Book written by Xi Jinping

Zhijiang Xinyu (之江新语) is a book written by Xi Jinping, then the party secretary of Zhejiang Province using the pen name "Zhexin" (哲欣). It was initially a personal column about political ideas published on the front page of Zhejiang Daily from 25 February 2003, to 25 March 2007. Xi published 232 essays in this column. In August 2007, these essays were published in a book also titled Zhijiang Xinyu in chronological order. The name of this book's English edition first published in 2019 is Zhejiang, China: A New Version for Development.

== Background ==
Being part of Qiantang river, Zhijiang (Chinese: 之江) is a key river in Zhejiang.

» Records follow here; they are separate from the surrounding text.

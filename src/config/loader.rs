//! Configuration Loader (Figment-based)
//!
//! Loads and merges configuration from multiple sources using Figment:
//! 1. Built-in defaults (Serialized)
//! 2. Global config (~/.config/flutter-summary/config.toml)
//! 3. Project config (./.flutter-summary.toml)
//! 4. Environment variables (FLUTTER_SUMMARY_* prefix)

use figment::{
    Figment,
    providers::{Env, Format, Serialized, Toml},
};
use std::env;
use std::path::{Path, PathBuf};

use tracing::debug;

use super::types::Config;
use crate::constants::config::{APP_DIR, ENV_PREFIX, PROJECT_FILE};
use crate::types::{Result, SummaryError};

/// Configuration loader
pub struct ConfigLoader;

impl ConfigLoader {
    /// Load configuration with full resolution chain:
    /// defaults → global → project → env vars
    pub fn load() -> Result<Config> {
        let mut figment = Figment::new().merge(Serialized::defaults(Config::default()));

        for source in Self::sources() {
            figment = figment.merge(Toml::file(&source));
        }

        // e.g. FLUTTER_SUMMARY_LOG_LEVEL -> log.level
        figment = figment.merge(Env::prefixed(ENV_PREFIX).split('_').lowercase(true));

        Self::extract(figment)
    }

    /// Config files that exist, in merge order (global, then project)
    pub fn sources() -> Vec<PathBuf> {
        existing_sources(Self::global_config_path(), Self::project_config_path())
    }

    /// Log the config files `load` merged. The subscriber is installed after
    /// loading, so this runs once logging is up.
    pub fn log_sources() {
        for source in Self::sources() {
            debug!("Loaded config from: {}", source.display());
        }
    }

    /// Load configuration from a specific file only
    pub fn load_from_file(path: &Path) -> Result<Config> {
        let figment = Figment::new()
            .merge(Serialized::defaults(Config::default()))
            .merge(Toml::file(path));

        Self::extract(figment)
    }

    fn extract(figment: Figment) -> Result<Config> {
        let config: Config = figment
            .extract()
            .map_err(|e| SummaryError::Config(format!("Configuration error: {}", e)))?;

        config.validate()?;

        Ok(config)
    }

    // =========================================================================
    // Path Management
    // =========================================================================

    /// Get path to global config directory (~/.config/flutter-summary/)
    pub fn global_dir() -> Option<PathBuf> {
        env::var("XDG_CONFIG_HOME")
            .ok()
            .map(PathBuf::from)
            .or_else(|| {
                env::var("HOME")
                    .ok()
                    .map(|home| PathBuf::from(home).join(".config"))
            })
            .map(|p| p.join(APP_DIR))
    }

    /// Get path to global config file
    pub fn global_config_path() -> Option<PathBuf> {
        Self::global_dir().map(|dir| dir.join("config.toml"))
    }

    /// Get path to project config file
    pub fn project_config_path() -> PathBuf {
        PathBuf::from(PROJECT_FILE)
    }

    // =========================================================================
    // Config Commands
    // =========================================================================

    /// Show config file paths
    pub fn show_path() {
        println!("Configuration paths:");
        println!();

        if let Some(global) = Self::global_config_path() {
            let exists = if global.exists() { "✓" } else { "✗" };
            println!("  Global:  {} {}", exists, global.display());
        } else {
            println!("  Global:  (not available)");
        }

        let project = Self::project_config_path();
        let exists = if project.exists() { "✓" } else { "✗" };
        println!("  Project: {} {}", exists, project.display());
    }

    /// Render a configuration as pretty JSON or TOML
    pub fn render(config: &Config, as_json: bool) -> Result<String> {
        if as_json {
            Ok(serde_json::to_string_pretty(config)?)
        } else {
            toml::to_string_pretty(config).map_err(|e| SummaryError::Config(e.to_string()))
        }
    }

    /// Show current effective configuration
    pub fn show_config(as_json: bool) -> Result<()> {
        let config = Self::load()?;
        println!("{}", Self::render(&config, as_json)?);
        Ok(())
    }
}

fn existing_sources(global: Option<PathBuf>, project: PathBuf) -> Vec<PathBuf> {
    global
        .into_iter()
        .chain(std::iter::once(project))
        .filter(|path| path.exists())
        .collect()
}
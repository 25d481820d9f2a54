//! Scan Command
//!
//! Summarizes every `.dart` file under the root into the report file in the
//! current working directory.

use std::path::PathBuf;

use crate::analyzer::Summarizer;
use crate::cli::ui::Output;
use crate::config::Config;
use crate::constants::report::OUTPUT_FILE;
use crate::types::Result;

pub fn run(path: Option<PathBuf>, config: &Config) -> Result<()> {
    let root = path.unwrap_or_else(|| config.scan.root.clone());
    tracing::debug!(root = %root.display(), "Starting scan");

    Summarizer::new(&root)?.run(OUTPUT_FILE)?;

    Output::new().success(&format!("Code summary saved to {}", OUTPUT_FILE));

    Ok(())
}
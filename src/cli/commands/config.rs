//! Config Command
//!
//! Inspect flutter-summary configuration.
//!
//! Usage:
//!   flutter-summary config show [-f json]
//!   flutter-summary config path

use crate::cli::ui::Output;
use crate::config::ConfigLoader;
use crate::types::Result;

/// Show merged effective configuration
pub fn show(format: &str) -> Result<()> {
    if format != "json" {
        Output::new().header("Effective configuration");
    }
    ConfigLoader::show_config(format == "json")
}

/// Show configuration paths
pub fn path() -> Result<()> {
    ConfigLoader::show_path();
    Ok(())
}
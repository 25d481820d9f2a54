//! flutter-summary - Dart/Flutter Codebase Summary
//!
//! Walks a directory tree, picks every `.dart` file, pulls class names and
//! function-like signatures out of each file with two regular expressions,
//! and writes a flat plain-text report.
//!
//! ## Quick Start
//!
//! ```ignore
//! use flutter_summary::Summarizer;
//!
//! let report = Summarizer::new(".")?.run("flutter_code_summary.txt")?;
//! println!("{} files scanned", report.files_scanned());
//! ```
//!
//! ## Modules
//!
//! - [`analyzer`]: File scanning, source reading, signature extraction
//! - [`report`]: Report accumulation and rendering
//! - [`config`]: Layered configuration
//! - [`cli`]: Command handlers and console output

pub mod analyzer;
pub mod cli;
pub mod config;
pub mod constants;
pub mod report;
pub mod types;

// =============================================================================
// Re-exports
// =============================================================================

pub use analyzer::{FileScanner, ScannedFile, SignatureExtractor, Summarizer, run};
pub use config::{Config, ConfigLoader};
pub use report::{Report, ReportBlock};
pub use types::{FailureStage, FileMatchRecord, Result, SummaryError};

Xinyu (Chinese: 新语) literally means 'new words'. This term is inspired by a classical Chinese text Shishuo Xinyu (Traditional Chinese: 世說新語).

== Content ==
Professor Yao Huan of the Beijing Party School divides these 232 essays into three categories:

1. How to implement the scientific development concept of Hu Jintao according to the reality of Zhejiang.
2. The work style and ideological methods of leading cadres, highlighting the mass line, to overcome bureaucracy and formalism.
3. On the cultivation of cadres' Party spirit, especially the correct treatment of power and interests, and adhering to the Party's purpose of "serve the people".

== Global influence ==
In addition to being published in mainland China, a traditional Chinese edition was published in Hong Kong in 2021. This book was also translated into several languages such as Mongolian, Spanish, German, English and Russian.